Sospensione dei mutui ai tempi del Covid-19

Preso atto dell’attuale periodo di emergenza a causa del COVID-19 e della confusione ed incertezza normativa che sta caratterizzando questo momento, è bene cercare di fare chiarezza e fornire delle indicazioni un po’ più chiare ai consumatori che stanno valutando la possibilità di sospendere il proprio mutuo.

MODALITA’ PER PRESENTARE LA DOMANDA
Basta fare domanda alla propria banca, erogatrice del prestito. I moduli necessari, spiega in una nota il ministero dell’Economia, sono stati resi disponibili da lunedì 30 marzo sul sito del ministero.

E’ necessario accedere al Fondo di solidarietà, il cosiddetto Fondo Gasparrini,
Detto fondo, previsto dalla Legge n. 244/2007 (come modificata dalla legge n. 92/2012), consente ai titolari di un mutuo acceso per l’acquisto della prima casa di poter beneficiare della sospensione delle rate fino a 18 mesi, al verificarsi di specifiche situazioni di temporanea difficoltà,
Il Governo, pertanto, in presenza della pandemia causata dal COVID-19, ha ritenuto di estendere la normativa a lavoratori autonomi e non, purchè in possesso di alcuni requisiti.

BENEFICIARI
Il D.L. 9/2020 del 2 marzo 2020 ha previsto l’ammissibilità al Fondo, per i lavoratori subordinati, nelle ipotesi di sospensione dal lavoro o riduzione dell’orario di lavoro per un periodo di almeno 30 giorni lavorativi consecutivi, corrispondente a una riduzione almeno pari al 20% dell’orario complessivo.

Successivamente il D.L. 18/2020 del 17 marzo 2020 (c.d. “Decreto Cura Italia”) ha esteso i benefici di detto Fondo anche ai lavoratori autonomi e liberi professionisti che autocertifichino di aver registrato, nel trimestre successivo al 21 febbraio 2020, un calo del proprio fatturato medio giornaliero superiore al 33% del fatturato medio giornaliero dell’ultimo trimestre 2019, come conseguenza della chiusura o della restrizione della propria attività operata in attuazione delle disposizioni adottate dall’autorità competente per l’emergenza coronavirus.

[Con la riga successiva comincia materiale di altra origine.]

//! The threaded blob pipeline.
//!
//! One reader thread frames blobs off the byte stream and dispatches
//! each to a worker pool; an ordered queue of single-use result slots
//! preserves input order no matter which worker finishes first:
//!
//! ```text
//!   reader thread ──frames──▶ worker pool (N threads)
//!        │                        │ resolves
//!        ▼ pushes, in order       ▼
//!   ordered slot queue ──────▶ consumer pops slots in order,
//!   (bounded, cap 20)          blocks on each slot's result
//! ```
//!
//! Backpressure is the original polling scheme: the reader try-sends
//! into the bounded queues and, when full, sleeps 10 ms and re-checks
//! the shared `done` flag. A blocking send would be tidier but could
//! deadlock a cancellation against a full queue; the poll loop cannot.

use std::sync::atomic::{AtomicBool, Ordering};
use std::sync::Arc;
use std::thread::JoinHandle;
use std::time::Duration;

use crossbeam_channel::{bounded, Receiver, Sender, TrySendError};
use osmpipe_types::arena::Arena;
use tracing::debug;

use crate::block::parse_primitive_block;
use crate::decompress::decode_blob_payload;
use crate::error::DecodeError;
use crate::frame::{BlobType, FrameReader, RawFrame};
use crate::reader::ReadTypes;

/// Bound on dispatched-but-unfinished decode tasks.
pub const MAX_WORK_QUEUE: usize = 10;

/// Bound on decoded-but-unconsumed result slots.
pub const MAX_BUFFER_QUEUE: usize = 20;

/// How long the reader sleeps when a queue is full.
const BACKPRESSURE_POLL: Duration = Duration::from_millis(10);

/// One blob's pending result: the receiving half of a single-use
/// channel, resolved by whichever thread decodes the blob.
pub type ResultSlot = Receiver<Result<Arena, DecodeError>>;

type Task = Box<dyn FnOnce() + Send>;

/// An explicitly constructed pool of decode workers.
///
/// The pool is plain data handed to the reader by the caller — nothing
/// process-global. Share one across several readers via `Arc`, or let
/// each reader build its own. Dropping the pool closes the task channel
/// and joins the workers.
pub struct ThreadPool {
    tx: Option<Sender<Task>>,
    workers: Vec<JoinHandle<()>>,
}

impl ThreadPool {
    /// Spawn `threads` workers (at least one).
    ///
    /// # Errors
    ///
    /// Propagates the OS error if a worker thread cannot be spawned.
    pub fn new(threads: usize) -> std::io::Result<Self> {
        let threads = threads.max(1);
        let (tx, rx) = bounded::<Task>(MAX_WORK_QUEUE);

        let mut workers = Vec::with_capacity(threads);
        for i in 0..threads {
            let rx = rx.clone();
            let handle = std::thread::Builder::new()
                .name(format!("osmpipe-worker-{i}"))
                .spawn(move || {
                    while let Ok(task) = rx.recv() {
                        task();
                    }
                })?;
            workers.push(handle);
        }

        Ok(Self {
            tx: Some(tx),
            workers,
        })
    }

    /// A pool sized to the machine.
    pub fn with_default_size() -> std::io::Result<Self> {
        let threads = std::thread::available_parallelism().map_or(1, std::num::NonZeroUsize::get);
        Self::new(threads)
    }

    fn try_submit(&self, task: Task) -> Result<(), TrySendError<Task>> {
        self.tx
            .as_ref()
            .expect("task channel open until drop")
            .try_send(task)
    }
}

impl Drop for ThreadPool {
    fn drop(&mut self) {
        self.tx.take();
        for handle in self.workers.drain(..) {
            let _ = handle.join();
        }
    }
}

/// How decode work is scheduled.
pub enum Concurrency {
    /// Decode on the reader thread itself; the slot queue still
    /// mediates delivery.
    SingleThreaded,
    /// Decode on the given pool.
    Pool(Arc<ThreadPool>),
}

/// Handle to a running pipeline, owned by the consumer side.
pub struct Pipeline {
    pub results: Receiver<ResultSlot>,
    done: Arc<AtomicBool>,
    reader: Option<JoinHandle<()>>,
}

impl Pipeline {
    /// Signal cancellation and join the reader thread. Queued results
    /// stay available on `results`.
    pub fn shut_down(&mut self) {
        self.done.store(true, Ordering::Relaxed);
        if let Some(handle) = self.reader.take() {
            let _ = handle.join();
        }
    }
}

impl Drop for Pipeline {
    fn drop(&mut self) {
        self.shut_down();
    }
}

/// Spawn the reader thread over an already-opened frame reader (the
/// OSMHeader frame must have been consumed).
///
/// # Errors
///
/// Propagates the OS error if the reader thread cannot be spawned.
pub fn spawn(
    frames: FrameReader,
    read_types: ReadTypes,
    concurrency: Concurrency,
) -> std::io::Result<Pipeline> {
    let (results_tx, results_rx) = bounded::<ResultSlot>(MAX_BUFFER_QUEUE);
    let done = Arc::new(AtomicBool::new(false));

    let reader_done = Arc::clone(&done);
    let reader = std::thread::Builder::new()
        .name("osmpipe-pbf-read".to_owned())
        .spawn(move || run_reader(frames, read_types, &concurrency, &results_tx, &reader_done))?;

    Ok(Pipeline {
        results: results_rx,
        done,
        reader: Some(reader),
    })
}

/// Decode one data blob end to end. Runs on a worker (or inline).
fn decode_data_blob(frame: &RawFrame, read_types: ReadTypes) -> Result<Arena, DecodeError> {
    let payload = decode_blob_payload(&frame.data)?;
    parse_primitive_block(&payload, read_types)
}

fn run_reader(
    mut frames: FrameReader,
    read_types: ReadTypes,
    concurrency: &Concurrency,
    results_tx: &Sender<ResultSlot>,
    done: &AtomicBool,
) {
    loop {
        if done.load(Ordering::Relaxed) {
            debug!("reader cancelled");
            return;
        }

        match frames.next_frame(BlobType::Data) {
            Ok(Some(frame)) => {
                // Dispatch first, enqueue the slot second: a slot that
                // reaches the consumer always has (or will get) a
                // resolution, and one dropped during cancellation was
                // never visible.
                let (slot_tx, slot_rx) = bounded(1);

                match concurrency {
                    Concurrency::SingleThreaded => {
                        let _ = slot_tx.send(decode_data_blob(&frame, read_types));
                    }
                    Concurrency::Pool(pool) => {
                        let task: Task = Box::new(move || {
                            let _ = slot_tx.send(decode_data_blob(&frame, read_types));
                        });
                        if !submit_with_backpressure(pool, task, done) {
                            return;
                        }
                    }
                }

                if !send_with_backpressure(results_tx, slot_rx, done) {
                    return;
                }
            }
            Ok(None) => {
                debug!("reader reached EOF");
                return;
            }
            Err(err) => {
                // The error travels the same ordered path as data, so
                // the consumer sees every earlier buffer first. The
                // poll loop keeps cancellation from deadlocking here
                // against a full queue.
                let (slot_tx, slot_rx) = bounded(1);
                let _ = slot_tx.send(Err(err));
                send_with_backpressure(results_tx, slot_rx, done);
                debug!("reader stopped on error");
                return;
            }
        }
    }
}

/// Try-send with the 10 ms poll loop. Returns false when cancelled or
/// when the consumer has gone away.
fn send_with_backpressure(tx: &Sender<ResultSlot>, mut slot: ResultSlot, done: &AtomicBool) -> bool {
    loop {
        match tx.try_send(slot) {
            Ok(()) => return true,
            Err(TrySendError::Full(back)) => {
                if done.load(Ordering::Relaxed) {
                    return false;
                }
                slot = back;
                std::thread::sleep(BACKPRESSURE_POLL);
            }
            Err(TrySendError::Disconnected(_)) => return false,
        }
    }
}

fn submit_with_backpressure(pool: &ThreadPool, mut task: Task, done: &AtomicBool) -> bool {
    loop {
        match pool.try_submit(task) {
            Ok(()) => return true,
            Err(TrySendError::Full(back)) => {
                if done.load(Ordering::Relaxed) {
                    return false;
                }
                task = back;
                std::thread::sleep(BACKPRESSURE_POLL);
            }
            Err(TrySendError::Disconnected(_)) => return false,
        }
    }
}

#[cfg(test)]
mod tests {
    use super::*;

    #[test]
    fn pool_runs_tasks() {
        let pool = ThreadPool::new(2).unwrap();
        let (tx, rx) = bounded(4);
        for i in 0..4 {
            let tx = tx.clone();
            let task: Task = Box::new(move || {
                tx.send(i).unwrap();
            });
            assert!(pool.try_submit(task).is_ok(), "queue unexpectedly full");
        }
        drop(tx);
        let mut got: Vec<i32> = rx.iter().collect();
        got.sort_unstable();
        assert_eq!(got, vec![0, 1, 2, 3]);
    }

    #[test]
    fn pool_drop_joins_workers() {
        let pool = ThreadPool::new(4).unwrap();
        drop(pool); // must not hang
    }

    #[test]
    fn slot_resolved_out_of_order_is_consumed_in_order() {
        // Simulate two workers finishing in reverse order.
        let (slot1_tx, slot1_rx) = bounded(1);
        let (slot2_tx, slot2_rx) = bounded(1);
        let (q_tx, q_rx) = bounded::<ResultSlot>(MAX_BUFFER_QUEUE);
        q_tx.send(slot1_rx).unwrap();
        q_tx.send(slot2_rx).unwrap();

        slot2_tx.send(Ok(Arena::empty())).unwrap();
        std::thread::spawn(move || {
            std::thread::sleep(Duration::from_millis(20));
            slot1_tx.send(Err(DecodeError::EmptyBlob)).unwrap();
        });

        // First pop must deliver slot 1's (late) result first.
        let first = q_rx.recv().unwrap().recv().unwrap();
        assert!(matches!(first, Err(DecodeError::EmptyBlob)));
        let second = q_rx.recv().unwrap().recv().unwrap();
        assert!(second.is_ok());
    }
}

REQUISITI E CONDIZIONI DEI BENEFICIARI
1. Essere proprietari di un immobile adibito ad abitazione principale (prima casa) che abbia contratto il mutuo per l’acquisto dello stesso di importo non superiore ad Euro 250.000,00.
2. L’immobile adibito ad abitazione principale, oltre ad essere prima casa, non deve risultare catastalmente di lusso.
3. La domanda può essere presentata anche da coloro che non sono in possesso di ISEE
4. Il mutuo deve essere in ammortamento da almeno un anno al momento della presentazione della domanda.
5. La domanda può essere ammessa anche se il titolare del mutuo è in ritardo nel pagamento delle rate, purchè il ritardo non superi i 90 giorni consecutivi.

DURATA
La durata della sospensione sarà fino ad un massimo di 18 mesi. Sarà di 6 mesi se lo stop o la riduzione dell’orario di lavoro ha una durata tra i 30 e i 150 giorni lavorativi consecutivi. Sale a 12 se lo stop o la riduzione dell’orario è tra i 151 e i 302 giorni lavorativi consecutivi. Se la sospensione, o la riduzione, superano i 303 giorni consecutivi, la moratoria durerà 18 mesi.